Registrations of used imports fell 25 per cent in May compared with May 2007. Figures for June, when fuel prices increased further, show a 30 per cent fall on June 2007.

New car registrations for May were down 11 per cent on a year earlier, but rose 6 per cent in June, bringing total registrations for the first six months of 2008 to 3 per cent up on the previous period.

The 1.2 per cent, or $69 million, drop in total retail spending compared with April was the biggest fall since February 2004.

ASB chief economist Nick Tuffley was surprised at the depth of decline in May’s vehicle sales and expected the market to remain soft for some months.
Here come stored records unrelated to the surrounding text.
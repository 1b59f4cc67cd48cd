//! Decoding image files into BGRA buffers

use crate::{ImagingError, ImagingResult, OverlayImage};
use image::{DynamicImage, ImageFormat};
use log::debug;
use std::fs;
use std::path::Path;

/// Load an image file for display on the overlay
pub fn load_image(path: &Path) -> ImagingResult<OverlayImage> {
    let data = fs::read(path).map_err(|source| ImagingError::Io {
        path: path.to_path_buf(),
        source,
    })?;

    let format = detect_format(path, &data)?;
    let img = image::load_from_memory_with_format(&data, format)?;

    debug!(
        "Decoded {} as {:?} ({}x{})",
        path.display(),
        format,
        img.width(),
        img.height()
    );

    to_overlay_image(img)
}

/// Content sniffing first, then the file extension
fn detect_format(path: &Path, data: &[u8]) -> ImagingResult<ImageFormat> {
    image::guess_format(data)
        .or_else(|_| ImageFormat::from_path(path))
        .map_err(|_| ImagingError::UnknownFormat(path.to_path_buf()))
}

fn to_overlay_image(img: DynamicImage) -> ImagingResult<OverlayImage> {
    let rgba = img.to_rgba8();
    let (width, height) = rgba.dimensions();
    if width == 0 || height == 0 {
        return Err(ImagingError::EmptyImage);
    }

    let mut bgra = rgba.into_raw();
    for pixel in bgra.chunks_exact_mut(4) {
        pixel.swap(0, 2); // Swap R and B
    }

    Ok(OverlayImage {
        width,
        height,
        bgra,
    })
}
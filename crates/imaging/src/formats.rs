//! File types offered in the open dialog

/// Extensions listed under "Image Files"
pub const SUPPORTED_EXTENSIONS: &[&str] = &["png", "jpg", "jpeg", "bmp", "gif", "tif", "tiff", "webp"];

#[cfg(test)]
mod tests {
    use super::*;

    #[test]
    fn extensions_are_lowercase_and_unique() {
        for (i, ext) in SUPPORTED_EXTENSIONS.iter().enumerate() {
            assert_eq!(*ext, ext.to_ascii_lowercase());
            assert!(!SUPPORTED_EXTENSIONS[i + 1..].contains(ext));
        }
    }
}
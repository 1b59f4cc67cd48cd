//! Control window state and overlay lifecycle

use crate::surface::OverlaySurface;
use anyhow::Result;
use imaging::OverlayImage;
use log::warn;

/// What the control window knows and forwards
pub struct ControlState {
    overlay: Option<Box<dyn OverlaySurface>>,
    move_mode: bool,
    opacity: f32,
    pub status_text: String,
}

impl ControlState {
    pub fn new(opacity: f32, move_mode: bool) -> Self {
        Self {
            overlay: None,
            move_mode,
            opacity,
            status_text: "No image loaded".to_string(),
        }
    }

    pub fn move_mode(&self) -> bool {
        self.move_mode
    }

    pub fn opacity(&self) -> f32 {
        self.opacity
    }

    pub fn has_overlay(&self) -> bool {
        self.overlay.is_some()
    }

    /// Caption of the move-mode toggle: names the mode it switches to
    pub fn move_mode_label(&self) -> &'static str {
        if self.move_mode {
            "Normal Mode"
        } else {
            "Move Mode"
        }
    }

    /// Show an image, creating the overlay on first use
    pub fn show_image<F>(&mut self, image: &OverlayImage, create: F) -> Result<()>
    where
        F: FnOnce() -> Result<Box<dyn OverlaySurface>>,
    {
        if self.overlay.is_none() {
            let mut overlay = create()?;
            overlay.set_opacity(self.opacity)?;
            overlay.set_move_mode(self.move_mode)?;
            self.overlay = Some(overlay);
        }

        if let Some(ref mut overlay) = self.overlay {
            overlay.set_image(image)?;
        }
        self.status_text = format!("Showing {}x{} image", image.width, image.height);
        Ok(())
    }

    pub fn set_move_mode(&mut self, enabled: bool) {
        self.move_mode = enabled;
        if let Some(ref mut overlay) = self.overlay {
            if let Err(e) = overlay.set_move_mode(enabled) {
                warn!("Failed to switch move mode: {e}");
            }
        }
    }

    pub fn toggle_move_mode(&mut self) {
        self.set_move_mode(!self.move_mode);
    }

    pub fn set_opacity(&mut self, opacity: f32) {
        self.opacity = opacity;
        if let Some(ref mut overlay) = self.overlay {
            if let Err(e) = overlay.set_opacity(opacity) {
                warn!("Failed to set opacity: {e}");
            }
        }
    }

    pub fn frame(&mut self, ctx: &egui::Context) {
        if let Some(ref mut overlay) = self.overlay {
            overlay.frame(ctx);
        }
    }

    pub fn close_overlay(&mut self) {
        if let Some(mut overlay) = self.overlay.take() {
            overlay.close();
        }
    }
}

impl Drop for ControlState {
    fn drop(&mut self) {
        self.close_overlay();
    }
}
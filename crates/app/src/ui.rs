//! Control window using egui framework

use crate::cli::MIN_OPACITY;
use crate::state::ControlState;
use crate::surface::OverlaySurface;
use eframe::egui;
use imaging::SUPPORTED_EXTENSIONS;
use log::{error, info};
use std::path::{Path, PathBuf};

/// Control window: load, mode toggle, opacity, close
pub struct ControlApp {
    state: ControlState,
    /// Image named on the command line, loaded on the first frame
    startup_image: Option<PathBuf>,
    /// Raw HWND of this window, owner of the overlay
    main_hwnd: Option<isize>,
}

impl ControlApp {
    pub fn new(
        _cc: &eframe::CreationContext<'_>,
        opacity: f32,
        move_mode: bool,
        startup_image: Option<PathBuf>,
    ) -> Self {
        Self {
            state: ControlState::new(opacity, move_mode),
            startup_image,
            main_hwnd: None,
        }
    }

    #[cfg(windows)]
    fn capture_hwnd(&mut self, frame: &eframe::Frame) {
        use raw_window_handle::{HasWindowHandle, RawWindowHandle};

        if self.main_hwnd.is_none() {
            if let Ok(handle) = frame.window_handle() {
                if let RawWindowHandle::Win32(win32) = handle.as_raw() {
                    self.main_hwnd = Some(win32.hwnd.get());
                }
            }
        }
    }

    #[cfg(not(windows))]
    fn capture_hwnd(&mut self, _frame: &eframe::Frame) {}

    fn on_load_click(&mut self) {
        let picked = rfd::FileDialog::new()
            .set_title("Select Image")
            .add_filter("Image Files", SUPPORTED_EXTENSIONS)
            .add_filter("All Files", &["*"])
            .pick_file();

        if let Some(path) = picked {
            self.load(&path);
        }
    }

    fn load(&mut self, path: &Path) {
        info!("Loading {}", path.display());

        let owner = self.main_hwnd;
        let result = imaging::load_image(path)
            .map_err(anyhow::Error::from)
            .and_then(|image| self.state.show_image(&image, move || create_overlay(owner)));

        if let Err(e) = result {
            error!("Failed to load image {}: {e:#}", path.display());
            self.state.status_text = "Load failed".to_string();
            show_error(&format!("Failed to load image: {e}"));
        }
    }

    fn on_close_click(&mut self, ctx: &egui::Context) {
        self.state.close_overlay();
        ctx.send_viewport_cmd(egui::ViewportCommand::Close);
    }

    fn handle_shortcuts(&mut self, ctx: &egui::Context) {
        let (toggle, escape) = ctx.input_mut(|i| {
            (
                only_command(i.modifiers) && i.consume_key(egui::Modifiers::COMMAND, egui::Key::M),
                i.key_pressed(egui::Key::Escape),
            )
        });

        if toggle {
            self.state.toggle_move_mode();
        } else if escape {
            self.state.set_move_mode(false);
        }
    }
}

/// Ctrl (Cmd on macOS) with no other modifier
fn only_command(modifiers: egui::Modifiers) -> bool {
    modifiers.command && !modifiers.shift && !modifiers.alt
}

#[cfg(windows)]
fn create_overlay(owner: Option<isize>) -> anyhow::Result<Box<dyn OverlaySurface>> {
    Ok(Box::new(overlay::OverlayWindow::create(owner)?))
}

#[cfg(not(windows))]
fn create_overlay(_owner: Option<isize>) -> anyhow::Result<Box<dyn OverlaySurface>> {
    Ok(Box::new(crate::viewport::ViewportOverlay::new()))
}

fn show_error(message: &str) {
    rfd::MessageDialog::new()
        .set_level(rfd::MessageLevel::Error)
        .set_title("Error")
        .set_description(message)
        .set_buttons(rfd::MessageButtons::Ok)
        .show();
}

impl eframe::App for ControlApp {
    fn update(&mut self, ctx: &egui::Context, frame: &mut eframe::Frame) {
        self.capture_hwnd(frame);

        if let Some(path) = self.startup_image.take() {
            self.load(&path);
        }

        self.handle_shortcuts(ctx);

        egui::CentralPanel::default().show(ctx, |ui| {
            // Dragging the background moves the window.
            let background = ui.interact(
                ui.max_rect(),
                egui::Id::new("control_background"),
                egui::Sense::click_and_drag(),
            );
            if background.drag_started_by(egui::PointerButton::Primary) {
                ctx.send_viewport_cmd(egui::ViewportCommand::StartDrag);
            }

            ui.vertical_centered(|ui| {
                ui.add_space(8.0);
                ui.heading(egui::RichText::new("SimpleOverlay").size(20.0));
                ui.separator();
                ui.add_space(8.0);

                ui.horizontal(|ui| {
                    let load_btn = egui::Button::new(egui::RichText::new("Load Image").size(15.0))
                        .min_size(egui::vec2(110.0, 32.0))
                        .rounding(6.0);
                    if ui.add(load_btn).clicked() {
                        self.on_load_click();
                    }

                    let mut move_mode = self.state.move_mode();
                    let label = egui::RichText::new(self.state.move_mode_label()).size(15.0);
                    if ui.toggle_value(&mut move_mode, label).clicked() {
                        self.state.set_move_mode(move_mode);
                    }

                    let close_btn = egui::Button::new(
                        egui::RichText::new("Close")
                            .size(15.0)
                            .color(egui::Color32::WHITE),
                    )
                    .fill(egui::Color32::from_rgb(220, 53, 69))
                    .min_size(egui::vec2(80.0, 32.0))
                    .rounding(6.0);
                    if ui.add(close_btn).clicked() {
                        self.on_close_click(ctx);
                    }
                });

                ui.add_space(10.0);

                let mut opacity = self.state.opacity();
                let slider = egui::Slider::new(&mut opacity, MIN_OPACITY..=1.0)
                    .text("Opacity")
                    .fixed_decimals(2);
                if ui.add(slider).changed() {
                    self.state.set_opacity(opacity);
                }

                ui.add_space(8.0);
                ui.label(
                    egui::RichText::new(&self.state.status_text)
                        .size(13.0)
                        .color(egui::Color32::from_rgb(136, 136, 136)),
                );
                ui.label(
                    egui::RichText::new("Ctrl+M toggles move mode, Esc leaves it. Shift-drag the handle to keep proportions.")
                        .size(11.0)
                        .color(egui::Color32::from_rgb(136, 136, 136)),
                );
            });
        });

        self.state.frame(ctx);
    }

    fn clear_color(&self, _visuals: &egui::Visuals) -> [f32; 4] {
        // The overlay viewport shares this and must stay see-through.
        [0.0, 0.0, 0.0, 0.0]
    }
}

#[cfg(test)]
mod tests {
    use super::*;

    #[test]
    fn move_mode_chord_needs_bare_command() {
        assert!(only_command(egui::Modifiers::COMMAND));
        assert!(!only_command(egui::Modifiers::NONE));
        assert!(!only_command(egui::Modifiers {
            shift: true,
            ..egui::Modifiers::COMMAND
        }));
        assert!(!only_command(egui::Modifiers {
            alt: true,
            ..egui::Modifiers::COMMAND
        }));
    }
}
//! Overlay module for SimpleOverlay
//!
//! Image overlay geometry, drag/resize interaction and click-through handling,
//! plus the Win32 layered window that puts them on screen.

pub mod geometry;
pub mod interaction;
pub mod style;

#[cfg(windows)]
pub mod render;
#[cfg(windows)]
pub mod window;

pub use geometry::{Bounds, Point, Size};
pub use interaction::{HandleColor, Interaction, OverlayState, PressTarget};

#[cfg(windows)]
pub use window::OverlayWindow;

use thiserror::Error;

#[derive(Error, Debug)]
pub enum OverlayError {
    #[cfg(windows)]
    #[error("Windows API error: {0}")]
    Windows(#[from] windows::core::Error),

    #[error("Overlay window already exists")]
    AlreadyOpen,

    #[error("Overlay window is closed")]
    Closed,
}

pub type OverlayResult<T> = Result<T, OverlayError>;
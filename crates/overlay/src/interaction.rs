//! Overlay interaction state: move mode, dragging and resizing

use crate::geometry::{self, Bounds, Point, Size, DRAG_THRESHOLD};

/// Pointer interaction in progress
#[derive(Debug, Clone, Copy, PartialEq)]
pub enum Interaction {
    Idle,
    /// Moving the window; `moved` flips once the pointer leaves the threshold
    Dragging { last: Point, moved: bool },
    /// Resizing from the bottom-right handle
    Resizing,
}

/// Stroke color of the resize handle
#[derive(Debug, Clone, Copy, PartialEq, Eq)]
pub enum HandleColor {
    /// Blue
    Idle,
    /// Red: free resize in progress
    Free,
    /// Green: Shift held, aspect ratio locked
    Proportional,
}

/// What a left-button press started
#[derive(Debug, Clone, Copy, PartialEq, Eq)]
pub enum PressTarget {
    Ignored,
    Drag,
    Resize,
}

/// Geometry and mode of the overlay window
#[derive(Debug, Clone)]
pub struct OverlayState {
    bounds: Bounds,
    aspect_ratio: f64,
    opacity: f32,
    move_mode: bool,
    has_image: bool,
    interaction: Interaction,
    /// Shift held on the last pointer update
    proportional: bool,
}

impl OverlayState {
    pub fn new() -> Self {
        Self {
            bounds: Bounds::default(),
            aspect_ratio: 1.0,
            opacity: 1.0,
            move_mode: false,
            has_image: false,
            interaction: Interaction::Idle,
            proportional: false,
        }
    }

    pub fn bounds(&self) -> Bounds {
        self.bounds
    }

    pub fn aspect_ratio(&self) -> f64 {
        self.aspect_ratio
    }

    pub fn opacity(&self) -> f32 {
        self.opacity
    }

    pub fn move_mode(&self) -> bool {
        self.move_mode
    }

    pub fn has_image(&self) -> bool {
        self.has_image
    }

    pub fn interaction(&self) -> Interaction {
        self.interaction
    }

    pub fn proportional(&self) -> bool {
        self.proportional
    }

    /// Record the Shift state; true when the handle needs repainting
    pub fn set_proportional(&mut self, held: bool) -> bool {
        let before = self.handle_color(self.proportional);
        self.proportional = held;
        before != self.handle_color(held)
    }

    /// Whether mouse input should pass through the window
    pub fn click_through(&self) -> bool {
        !self.move_mode
    }

    /// Adopt a new image: fit it to the screen and center it
    pub fn set_image(&mut self, image_width: u32, image_height: u32, screen: Size) -> Bounds {
        let (w, h) = (image_width as f64, image_height as f64);
        self.aspect_ratio = if h > 0.0 { w / h } else { 1.0 };

        let size = geometry::fit_to_screen(w, h, screen);
        let origin = geometry::centered(size, screen);
        self.bounds = Bounds::new(origin, size);
        self.has_image = true;
        self.interaction = Interaction::Idle;
        self.bounds
    }

    /// Switch move mode, returning the click-through flag to apply
    pub fn set_move_mode(&mut self, enabled: bool) -> bool {
        self.move_mode = enabled;
        if !enabled {
            self.interaction = Interaction::Idle;
        }
        self.click_through()
    }

    pub fn set_opacity(&mut self, opacity: f32) -> f32 {
        self.opacity = if opacity.is_nan() { 1.0 } else { opacity.clamp(0.0, 1.0) };
        self.opacity
    }

    /// Route a left-button press at a window-local point
    pub fn pointer_down(&mut self, local: Point, screen: Point) -> PressTarget {
        if !self.move_mode || !self.has_image {
            return PressTarget::Ignored;
        }

        if geometry::handle_contains(self.bounds.size(), local) {
            self.begin_resize();
            PressTarget::Resize
        } else {
            self.begin_drag(screen);
            PressTarget::Drag
        }
    }

    pub fn begin_drag(&mut self, screen: Point) -> bool {
        if !self.move_mode {
            return false;
        }
        self.interaction = Interaction::Dragging {
            last: screen,
            moved: false,
        };
        true
    }

    /// Follow the pointer while dragging; returns the new bounds if the window moved
    pub fn drag_to(&mut self, screen: Point) -> Option<Bounds> {
        if !self.move_mode {
            return None;
        }
        let Interaction::Dragging { last, moved } = self.interaction else {
            return None;
        };

        let dx = screen.x - last.x;
        let dy = screen.y - last.y;
        let moved = moved || dx.abs() > DRAG_THRESHOLD || dy.abs() > DRAG_THRESHOLD;

        if !moved {
            return None;
        }

        self.interaction = Interaction::Dragging { last: screen, moved };
        if dx == 0.0 && dy == 0.0 {
            return None;
        }
        self.bounds.x += dx;
        self.bounds.y += dy;
        Some(self.bounds)
    }

    pub fn end_drag(&mut self) -> bool {
        if matches!(self.interaction, Interaction::Dragging { .. }) {
            self.interaction = Interaction::Idle;
            true
        } else {
            false
        }
    }

    pub fn begin_resize(&mut self) -> bool {
        if !self.move_mode {
            return false;
        }
        self.interaction = Interaction::Resizing;
        true
    }

    /// Follow the pointer while resizing; the window's top-left corner stays put
    pub fn resize_to(&mut self, screen: Point, proportional: bool) -> Option<Bounds> {
        if !self.move_mode || !matches!(self.interaction, Interaction::Resizing) {
            return None;
        }

        let handle = self
            .bounds
            .to_screen(geometry::handle_center(self.bounds.size()));
        let dx = screen.x - handle.x;
        let dy = screen.y - handle.y;

        let size = geometry::resize(self.bounds.size(), dx, dy, self.aspect_ratio, proportional);
        if size == self.bounds.size() {
            return None;
        }
        self.bounds.width = size.width;
        self.bounds.height = size.height;
        Some(self.bounds)
    }

    pub fn end_resize(&mut self) -> bool {
        if matches!(self.interaction, Interaction::Resizing) {
            self.interaction = Interaction::Idle;
            true
        } else {
            false
        }
    }

    /// Release of the left button, whatever was in progress
    pub fn pointer_up(&mut self) -> bool {
        self.proportional = false;
        self.end_drag() || self.end_resize()
    }

    pub fn handle_color(&self, proportional: bool) -> HandleColor {
        match self.interaction {
            Interaction::Resizing if proportional => HandleColor::Proportional,
            Interaction::Resizing => HandleColor::Free,
            _ => HandleColor::Idle,
        }
    }

    /// Whether the move border and handle are drawn
    pub fn shows_chrome(&self) -> bool {
        self.move_mode && self.has_image
    }
}

impl Default for OverlayState {
    fn default() -> Self {
        Self::new()
    }
}

#[cfg(test)]
mod tests {
    use super::*;

    const SCREEN: Size = Size {
        width: 1920.0,
        height: 1080.0,
    };

    fn loaded(move_mode: bool) -> OverlayState {
        let mut state = OverlayState::new();
        state.set_image(400, 300, SCREEN);
        state.set_move_mode(move_mode);
        state
    }

    #[test]
    fn starts_click_through_without_image() {
        let state = OverlayState::new();
        assert!(state.click_through());
        assert!(!state.has_image());
        assert_eq!(state.opacity(), 1.0);
    }

    #[test]
    fn set_image_centers_and_records_aspect() {
        let mut state = OverlayState::new();
        let bounds = state.set_image(400, 300, SCREEN);
        assert_eq!(bounds, Bounds { x: 760.0, y: 390.0, width: 400.0, height: 300.0 });
        assert!((state.aspect_ratio() - 4.0 / 3.0).abs() < 1e-12);
    }

    #[test]
    fn move_mode_controls_click_through() {
        let mut state = OverlayState::new();
        assert!(!state.set_move_mode(true));
        assert!(state.set_move_mode(false));
    }

    #[test]
    fn opacity_is_clamped() {
        let mut state = OverlayState::new();
        assert_eq!(state.set_opacity(1.7), 1.0);
        assert_eq!(state.set_opacity(-0.2), 0.0);
        assert_eq!(state.set_opacity(0.4), 0.4);
    }

    #[test]
    fn drag_ignored_outside_move_mode() {
        let mut state = loaded(false);
        assert!(!state.begin_drag(Point::new(800.0, 400.0)));
        assert_eq!(state.drag_to(Point::new(900.0, 500.0)), None);
        assert_eq!(state.pointer_down(Point::new(10.0, 10.0), Point::new(770.0, 400.0)), PressTarget::Ignored);
    }

    #[test]
    fn drag_waits_for_threshold() {
        let mut state = loaded(true);
        state.begin_drag(Point::new(800.0, 400.0));

        assert_eq!(state.drag_to(Point::new(802.0, 398.0)), None);
        assert_eq!(state.bounds().origin(), Point::new(760.0, 390.0));

        // The delta is measured from the press, so small steps accumulate.
        let bounds = state.drag_to(Point::new(803.0, 400.0)).unwrap();
        assert_eq!(bounds.origin(), Point::new(763.0, 390.0));
    }

    #[test]
    fn drag_follows_pointer_once_moving() {
        let mut state = loaded(true);
        state.begin_drag(Point::new(800.0, 400.0));
        state.drag_to(Point::new(810.0, 410.0));

        let bounds = state.drag_to(Point::new(811.0, 409.0)).unwrap();
        assert_eq!(bounds.origin(), Point::new(771.0, 399.0));
        assert_eq!(bounds.size(), Size::new(400.0, 300.0));

        assert!(state.end_drag());
        assert_eq!(state.interaction(), Interaction::Idle);
        assert_eq!(state.drag_to(Point::new(900.0, 500.0)), None);
    }

    #[test]
    fn press_on_handle_starts_resize() {
        let mut state = loaded(true);
        let local = Point::new(380.0, 280.0);
        let screen = state.bounds().to_screen(local);

        assert_eq!(state.pointer_down(local, screen), PressTarget::Resize);
        assert!(matches!(state.interaction(), Interaction::Resizing));
    }

    #[test]
    fn press_elsewhere_starts_drag() {
        let mut state = loaded(true);
        let local = Point::new(50.0, 50.0);
        let screen = state.bounds().to_screen(local);

        assert_eq!(state.pointer_down(local, screen), PressTarget::Drag);
    }

    #[test]
    fn free_resize_keeps_origin() {
        let mut state = loaded(true);
        let handle = state.bounds().to_screen(geometry::handle_center(state.bounds().size()));
        state.begin_resize();

        let bounds = state
            .resize_to(Point::new(handle.x + 40.0, handle.y + 20.0), false)
            .unwrap();
        assert_eq!(bounds.origin(), Point::new(760.0, 390.0));
        assert_eq!(bounds.size(), Size::new(420.0, 310.0));
        assert_eq!(state.handle_color(false), HandleColor::Free);
    }

    #[test]
    fn proportional_resize_keeps_aspect() {
        let mut state = loaded(true);
        let handle = state.bounds().to_screen(geometry::handle_center(state.bounds().size()));
        state.begin_resize();

        let bounds = state
            .resize_to(Point::new(handle.x + 30.0, handle.y + 40.0), true)
            .unwrap();
        assert!((bounds.width / bounds.height - 4.0 / 3.0).abs() < 1e-9);
        assert_eq!(bounds.width, 425.0);
        assert_eq!(state.handle_color(true), HandleColor::Proportional);
    }

    #[test]
    fn resize_without_press_does_nothing() {
        let mut state = loaded(true);
        assert_eq!(state.resize_to(Point::new(0.0, 0.0), false), None);
        assert_eq!(state.handle_color(true), HandleColor::Idle);
    }

    #[test]
    fn leaving_move_mode_cancels_interaction() {
        let mut state = loaded(true);
        state.begin_resize();
        state.set_move_mode(false);

        assert_eq!(state.interaction(), Interaction::Idle);
        assert!(!state.pointer_up());
    }

    #[test]
    fn new_image_cancels_interaction() {
        let mut state = loaded(true);
        state.begin_drag(Point::new(800.0, 400.0));
        state.drag_to(Point::new(820.0, 400.0));

        let bounds = state.set_image(200, 100, SCREEN);
        assert_eq!(state.interaction(), Interaction::Idle);
        assert_eq!(state.drag_to(Point::new(900.0, 500.0)), None);
        assert_eq!(state.bounds(), bounds);

        state.begin_resize();
        state.set_image(400, 300, SCREEN);
        assert_eq!(state.interaction(), Interaction::Idle);
        assert!(!state.pointer_up());
    }

    #[test]
    fn press_without_image_is_ignored() {
        let mut state = OverlayState::new();
        state.set_move_mode(true);

        let target = state.pointer_down(Point::new(10.0, 10.0), Point::new(10.0, 10.0));
        assert_eq!(target, PressTarget::Ignored);
        assert_eq!(state.interaction(), Interaction::Idle);
    }

    #[test]
    fn drag_without_movement_reports_nothing() {
        let mut state = loaded(true);
        state.begin_drag(Point::new(800.0, 400.0));
        assert_eq!(state.drag_to(Point::new(800.0, 400.0)), None);

        // Past the threshold, a repeat of the same position is still no move.
        let moved = state.drag_to(Point::new(810.0, 400.0)).unwrap();
        assert_eq!(state.drag_to(Point::new(810.0, 400.0)), None);
        assert_eq!(state.bounds(), moved);
    }

    #[test]
    fn shift_change_during_resize_needs_repaint() {
        let mut state = loaded(true);
        assert!(!state.set_proportional(true));

        state.begin_resize();
        assert!(!state.set_proportional(true));
        assert!(state.set_proportional(false));
        assert_eq!(state.handle_color(state.proportional()), HandleColor::Free);
        assert!(state.set_proportional(true));
        assert_eq!(state.handle_color(state.proportional()), HandleColor::Proportional);

        assert!(state.pointer_up());
        assert!(!state.proportional());
    }

    #[test]
    fn shift_release_at_minimum_size_needs_repaint() {
        let mut state = loaded(true);
        let handle = state.bounds().to_screen(geometry::handle_center(state.bounds().size()));
        state.begin_resize();
        state.set_proportional(true);

        // Far up-left pins the size at the floor; the next step changes nothing.
        let floor = Point::new(handle.x - 2000.0, handle.y - 2000.0);
        let pinned = state.resize_to(floor, true).unwrap();
        assert_eq!(pinned.size(), Size::new(200.0, 150.0));
        assert_eq!(state.resize_to(floor, true), None);
        assert_eq!(state.bounds(), pinned);

        assert!(state.set_proportional(false));
    }

    #[test]
    fn chrome_requires_image_and_move_mode() {
        let mut state = OverlayState::new();
        state.set_move_mode(true);
        assert!(!state.shows_chrome());
        state.set_image(10, 10, SCREEN);
        assert!(state.shows_chrome());
    }
}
Market expectations had been for a 0.2 per cent rise in overall used car sales.

“Since the start of June, we’ve seen petrol prices rise another 18 cents so a lot of that budgetary pressure has cranked up another notch,” Mr Tuffley said.

Statistics New Zealand said core retail sales, excluding the motor vehicle sector, had risen 0.7 per cent on April on the back of a 3 per cent rise in supermarket sales and a 3.2 per cent rise in fuel sales.

Retail in Wellington was down 0.9 per cent on April, in Canterbury down 3.5 per cent, in Waikato 2.8 per cent and in Auckland 1.4 per cent.

After motor vehicles, furniture and floor covering stores had the largest fall, down 15.6 per cent.

Appliance retailing rose 1.5 per cent on April. Noel Leeming’s chief executive, Andrew Dutkiewicz, said the downturn was being felt across every category in his stores.

“We still have a lot of people in our stores.

“The issue is a lot are coming in and kicking the tyres and probably just delaying purchases.”

Staff in departments where auto sales were down were not being replaced and the company was starting to cut back on advertising spending.

In recent weeks, Hallenstein Glassons, The Warehouse and Briscoe Group have all cut their earnings forecasts for the year.

Most economists said yesterday’s grim retail sales figures alone were not enough to prompt the Reserve Bank to cut the official cash rate during its review this month.